A mentor doesn't necessarily have to be someone you spend large amounts of time with, or even someone that you work with.
Just as Luke Skywalker needed Obi Wan Kenobi to show him a new world and help him realise his potential, from time to time we require the same level of guidance.
There is no shortage of these types of people and their skills and knowledge are a key foundation of the dynamic businesses which are the backbone of our economy.
I have been fortunate in my career that I have had the opportunity to learn from some of the best business minds inside and outside of New Zealand.
When you have a mentor it is the best of business relationships because the mentor invests in your development and takes you under their wing. At times their words and wisdom are priceless.
I have a mentor who is working with me right now but it is so much more than effectiveness at work. Much of what we talk about is the management of change - which, really, when you think about it is the only real constant in the world at the moment.
Any kind of change, particularly those which are positive, take time and we need to be realistic about the time required to achieve our end goal. But, likewise, to be truly effective change needs to be made in bite-sized chunks, rather than the blitzkrieg approach.

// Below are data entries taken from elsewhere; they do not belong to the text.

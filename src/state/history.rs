//! Recently referenced ticket ids, most recent first.

use std::path::PathBuf;

use tracing::debug;

use crate::error::Error;
use crate::state::{read_json_or_default, write_json};
use crate::ticket::TicketId;

/// Fold newly referenced ids into the history.
///
/// An id is only compared against the current head, so ids deeper in the
/// list can appear again. `0` is never added to a non-empty history.
pub fn merge(mut current: Vec<TicketId>, new_ids: &[TicketId]) -> Vec<TicketId> {
    if current.is_empty() {
        return new_ids.to_vec();
    }

    for &id in new_ids.iter().rev() {
        if current.first() != Some(&id) && !id.is_none() {
            current.insert(0, id);
        }
    }

    current
}

/// History file store.
#[derive(Debug, Clone)]
pub struct HistoryStore {
    path: PathBuf,
}

impl HistoryStore {
    pub fn new(path: PathBuf) -> Self {
        Self { path }
    }

    /// Stored history; empty if the file is missing or unreadable.
    pub fn read(&self) -> Vec<TicketId> {
        read_json_or_default(&self.path)
    }

    /// The `count` most recent ids.
    pub fn recent(&self, count: usize) -> Vec<TicketId> {
        self.read().into_iter().take(count).collect()
    }

    pub fn write(&self, history: &[TicketId]) -> Result<(), Error> {
        write_json(&self.path, history)
    }

    /// Merge `new_ids` into the stored history and persist the result.
    pub fn record(&self, new_ids: &[TicketId]) -> Result<Vec<TicketId>, Error> {
        let merged = merge(self.read(), new_ids);
        self.write(&merged)?;
        debug!(entries = merged.len(), "Updated ticket history");
        Ok(merged)
    }
}

#[cfg(test)]
mod tests {
    use super::*;
    use tempfile::TempDir;

    fn ids(raw: &[u32]) -> Vec<TicketId> {
        raw.iter().copied().map(TicketId::new).collect()
    }

    #[test]
    fn test_merge_into_empty_is_verbatim() {
        assert_eq!(merge(vec![], &ids(&[4, 0, 9])), ids(&[4, 0, 9]));
        assert_eq!(merge(vec![], &ids(&[7])), ids(&[7]));
    }

    #[test]
    fn test_merge_prepends_in_order() {
        let merged = merge(ids(&[10, 11]), &ids(&[1, 2, 3]));
        assert_eq!(merged, ids(&[1, 2, 3, 10, 11]));
    }

    #[test]
    fn test_merge_skips_head_and_zero() {
        assert_eq!(merge(ids(&[10, 11]), &ids(&[10])), ids(&[10, 11]));
        assert_eq!(merge(ids(&[10, 11]), &ids(&[0, 5])), ids(&[5, 10, 11]));
    }

    #[test]
    fn test_merge_only_checks_head() {
        // 11 is already present deeper in the list and gets inserted again.
        assert_eq!(merge(ids(&[10, 11]), &ids(&[11])), ids(&[11, 10, 11]));
    }

    #[test]
    fn test_merge_nothing_new() {
        assert_eq!(merge(ids(&[3, 2]), &[]), ids(&[3, 2]));
    }

    #[test]
    fn test_store_read_missing_file() {
        let dir = TempDir::new().unwrap();
        let store = HistoryStore::new(dir.path().join("history.json"));
        assert!(store.read().is_empty());
        assert!(store.recent(3).is_empty());
    }

    #[test]
    fn test_store_record_and_recent() {
        let dir = TempDir::new().unwrap();
        let store = HistoryStore::new(dir.path().join("history.json"));

        store.record(&ids(&[5, 6])).unwrap();
        store.record(&ids(&[7])).unwrap();

        assert_eq!(store.read(), ids(&[7, 5, 6]));
        assert_eq!(store.recent(2), ids(&[7, 5]));
        assert_eq!(store.recent(10), ids(&[7, 5, 6]));
    }

    #[test]
    fn test_store_reads_legacy_string_ids() {
        let dir = TempDir::new().unwrap();
        let path = dir.path().join("history.json");
        std::fs::write(&path, r#"["123", "45"]"#).unwrap();

        let store = HistoryStore::new(path);
        assert_eq!(store.read(), ids(&[123, 45]));
    }
}
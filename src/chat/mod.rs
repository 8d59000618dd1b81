//! Chat delivery seam.
//!
//! The dispatcher only talks to these traits; [`irc::IrcConnector`] is the
//! production implementation.

pub mod irc;

pub use self::irc::IrcConnector;

use async_trait::async_trait;

use crate::error::Error;

/// An authenticated chat session.
#[async_trait]
pub trait ChatSession: Send {
    /// Point-to-point message to a user address.
    async fn send_direct(&mut self, to: &str, body: &str) -> Result<(), Error>;

    /// Room message. Announces presence in the room before the first send.
    async fn send_room(&mut self, room: &str, body: &str) -> Result<(), Error>;

    /// Flush outstanding messages and disconnect.
    async fn close(self: Box<Self>) -> Result<(), Error>;
}

/// Opens chat sessions. Only called when something needs delivering.
#[async_trait]
pub trait ChatConnector: Send + Sync {
    async fn connect(&self) -> Result<Box<dyn ChatSession>, Error>;
}
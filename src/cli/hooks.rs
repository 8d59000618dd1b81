//! Git hook installation.

use std::fs;
use std::os::unix::fs::PermissionsExt;
use std::path::Path;

use tracing::info;

use crate::error::Error;

/// Marker identifying our section of a hook script.
const HOOK_MARKER: &str = "git-ticket blast delivery";

/// Post-commit hook script content.
const POST_COMMIT_HOOK: &str = r#"#!/bin/sh
# git-ticket blast delivery (auto-installed)
# Sends the pending chat blast, if any, after each commit

git-ticket --send-blast || true
"#;

/// Check if git is initialized in the project.
pub fn has_git(project_root: &Path) -> bool {
    project_root.join(".git").exists()
}

/// Install the post-commit hook that delivers pending blasts.
///
/// Returns `false` when `.git` is not a directory (no repository, or a
/// worktree/submodule link file) and nothing was installed.
pub fn install_hooks(project_root: &Path) -> Result<bool, Error> {
    let git_dir = project_root.join(".git");
    if !git_dir.is_dir() {
        return Ok(false);
    }

    let hooks_dir = git_dir.join("hooks");
    fs::create_dir_all(&hooks_dir)?;

    let post_commit_path = hooks_dir.join("post-commit");
    install_hook(&post_commit_path, POST_COMMIT_HOOK)?;
    info!(path = %post_commit_path.display(), "Installed post-commit hook");

    Ok(true)
}

/// Install a single hook, preserving existing hooks.
fn install_hook(path: &Path, content: &str) -> Result<(), Error> {
    let final_content = if path.exists() {
        let existing = fs::read_to_string(path)?;

        if existing.contains(HOOK_MARKER) {
            return Ok(());
        }

        let body = content.trim_start_matches("#!/bin/sh\n");
        insert_hook_body(&existing, body)
    } else {
        content.to_string()
    };

    fs::write(path, &final_content)?;

    let mut perms = fs::metadata(path)?.permissions();
    perms.set_mode(0o755);
    fs::set_permissions(path, perms)?;

    Ok(())
}

/// Append `body` to an existing hook, minus our shebang. A trailing `exit`
/// would skip anything after it, so the body goes in front of it instead.
fn insert_hook_body(existing: &str, body: &str) -> String {
    let existing = existing.trim_end();
    let (head, last) = match existing.rsplit_once('\n') {
        Some((head, last)) => (head, last),
        None => ("", existing),
    };

    if last.trim_start().starts_with("exit") {
        format!("{}\n\n{}\n{}\n", head.trim_end(), body, last)
    } else {
        format!("{}\n\n{}", existing, body)
    }
}
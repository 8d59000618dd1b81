//! Pending broadcast ("blast") queue.
//!
//! Entries are stored newest first. Only the head is ever live: a blast at
//! the head is pending, a no-op marker (or an empty queue) means drained.
//! Older entries stay in the file as a record of past dispatches.

use std::path::PathBuf;

use chrono::Utc;
use serde::{Deserialize, Serialize};
use tracing::info;
use uuid::Uuid;

use crate::error::Error;
use crate::state::{read_json_or_default, write_json};

/// A queued broadcast.
#[derive(Debug, Clone, PartialEq, Serialize, Deserialize)]
pub struct BlastRequest {
    pub id: Uuid,
    pub recipients: Vec<String>,
    pub message: String,
    pub timestamp: String,
    #[serde(default)]
    pub author: String,
}

impl BlastRequest {
    pub fn new(recipients: Vec<String>, message: String) -> Self {
        Self {
            id: Uuid::new_v4(),
            recipients,
            message,
            timestamp: Utc::now().to_rfc3339(),
            author: whoami::username(),
        }
    }
}

/// Marker pushed once the head blast has been delivered.
#[derive(Debug, Clone, PartialEq, Serialize, Deserialize)]
pub struct NoopMarker {
    pub timestamp: String,
    /// Blast this marker drained.
    #[serde(default, skip_serializing_if = "Option::is_none")]
    pub drained: Option<Uuid>,
}

#[derive(Debug, Clone, PartialEq, Serialize, Deserialize)]
#[serde(tag = "kind", rename_all = "snake_case")]
pub enum QueueEntry {
    Blast(BlastRequest),
    Noop(NoopMarker),
}

/// Split `"a, b:message"` into recipients and message.
///
/// Without a colon the whole spec is the recipient list and the message is
/// empty.
pub fn parse_blast_spec(spec: &str) -> Result<(Vec<String>, String), Error> {
    let (recipients, message) = match spec.split_once(':') {
        Some((recipients, message)) => (recipients, message.to_string()),
        None => (spec, String::new()),
    };

    let recipients: Vec<String> = recipients
        .split(',')
        .map(str::trim)
        .filter(|r| !r.is_empty())
        .map(str::to_string)
        .collect();

    if recipients.is_empty() {
        return Err(Error::InvalidBlast(format!(
            "no recipients in {:?}, expected \"<recipients>[:<message>]\"",
            spec
        )));
    }

    Ok((recipients, message))
}

/// Blast queue file store.
#[derive(Debug, Clone)]
pub struct BlastQueue {
    path: PathBuf,
}

impl BlastQueue {
    pub fn new(path: PathBuf) -> Self {
        Self { path }
    }

    pub fn read(&self) -> Vec<QueueEntry> {
        read_json_or_default(&self.path)
    }

    pub fn write(&self, entries: &[QueueEntry]) -> Result<(), Error> {
        write_json(&self.path, entries)
    }

    /// Parse `spec` and queue it as the new head.
    pub fn store(&self, spec: &str) -> Result<BlastRequest, Error> {
        let (recipients, message) = parse_blast_spec(spec)?;
        let blast = BlastRequest::new(recipients, message);

        let mut entries = self.read();
        entries.insert(0, QueueEntry::Blast(blast.clone()));
        self.write(&entries)?;

        info!(blast_id = %blast.id, recipients = blast.recipients.len(), "Stored blast");
        Ok(blast)
    }

    /// The head blast, if one is waiting for delivery.
    pub fn pending(&self) -> Option<BlastRequest> {
        match self.read().into_iter().next() {
            Some(QueueEntry::Blast(blast)) => Some(blast),
            _ => None,
        }
    }

    /// Push a no-op marker so the current head is no longer live.
    pub fn mark_drained(&self, drained: Option<Uuid>) -> Result<(), Error> {
        let mut entries = self.read();
        entries.insert(
            0,
            QueueEntry::Noop(NoopMarker {
                timestamp: Utc::now().to_rfc3339(),
                drained,
            }),
        );
        self.write(&entries)
    }
}

#[cfg(test)]
mod tests {
    use super::*;
    use tempfile::TempDir;

    fn queue(dir: &TempDir) -> BlastQueue {
        BlastQueue::new(dir.path().join("blasts.json"))
    }

    #[test]
    fn test_parse_spec_with_message() {
        let (recipients, message) = parse_blast_spec("dev, ann ,bob:deploying: now").unwrap();
        assert_eq!(recipients, vec!["dev", "ann", "bob"]);
        assert_eq!(message, "deploying: now");
    }

    #[test]
    fn test_parse_spec_without_message() {
        let (recipients, message) = parse_blast_spec("dev,ops").unwrap();
        assert_eq!(recipients, vec!["dev", "ops"]);
        assert_eq!(message, "");
    }

    #[test]
    fn test_parse_spec_without_recipients() {
        assert!(matches!(
            parse_blast_spec(":hello"),
            Err(Error::InvalidBlast(_))
        ));
        assert!(matches!(parse_blast_spec(" , "), Err(Error::InvalidBlast(_))));
    }

    #[test]
    fn test_empty_queue_is_drained() {
        let dir = TempDir::new().unwrap();
        assert!(queue(&dir).pending().is_none());
    }

    #[test]
    fn test_store_then_drain() {
        let dir = TempDir::new().unwrap();
        let queue = queue(&dir);

        let blast = queue.store("dev:hello").unwrap();
        assert_eq!(queue.pending(), Some(blast.clone()));

        queue.mark_drained(Some(blast.id)).unwrap();
        assert!(queue.pending().is_none());

        let entries = queue.read();
        assert_eq!(entries.len(), 2);
        assert!(matches!(&entries[0], QueueEntry::Noop(m) if m.drained == Some(blast.id)));
        assert!(matches!(&entries[1], QueueEntry::Blast(b) if b.id == blast.id));
    }

    #[test]
    fn test_newest_store_wins() {
        let dir = TempDir::new().unwrap();
        let queue = queue(&dir);

        queue.store("dev:first").unwrap();
        let second = queue.store("ops:second").unwrap();

        let pending = queue.pending().unwrap();
        assert_eq!(pending.id, second.id);
        assert_eq!(pending.message, "second");
        assert_eq!(queue.read().len(), 2);
    }

    #[test]
    fn test_file_format() {
        let dir = TempDir::new().unwrap();
        let queue = queue(&dir);
        queue.store("dev:hi").unwrap();
        queue.mark_drained(None).unwrap();

        let raw: serde_json::Value =
            serde_json::from_str(&std::fs::read_to_string(dir.path().join("blasts.json")).unwrap())
                .unwrap();
        assert_eq!(raw[0]["kind"], "noop");
        assert_eq!(raw[1]["kind"], "blast");
        assert_eq!(raw[1]["recipients"][0], "dev");
        assert_eq!(raw[1]["message"], "hi");
    }
}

To get the results required you need to be prepared to invest time and resources in implementing the approach and be patient to allow the fruits to develop fully.
You are unlikely to solve all of your challenges in a week - making big change and expecting big results is a recipe for disappointment. It is like me expecting to play Stairway to Heaven on the guitar without lessons and practice - you can try it but the result is not music to the ears.
All great achievements appear to come after investment of time and an acknowledgement of what was required to achieve the end goal together with small increments of progress. For example, Martin Luther King Jnr's "I have a dream" speech would not likely get the same reception and historical note had he delivered it as a student at Booker T. Washington High School. We also wouldn't have had a space shuttle without the Gemini and Apollo space programmes, nor would Edison have invented the lightbulb had he not developed his aptitude for invention while working as a telegrapher.
Edison also had persistence and drive, which is key to effectively managing change. Change can bring success and, at times, challenge and disappointment. The key is to treat both equally but have a plan on how to make the most of what each brings.
Look behind all success and you will find a mentor or two, and baby steps leading to the significant outcome.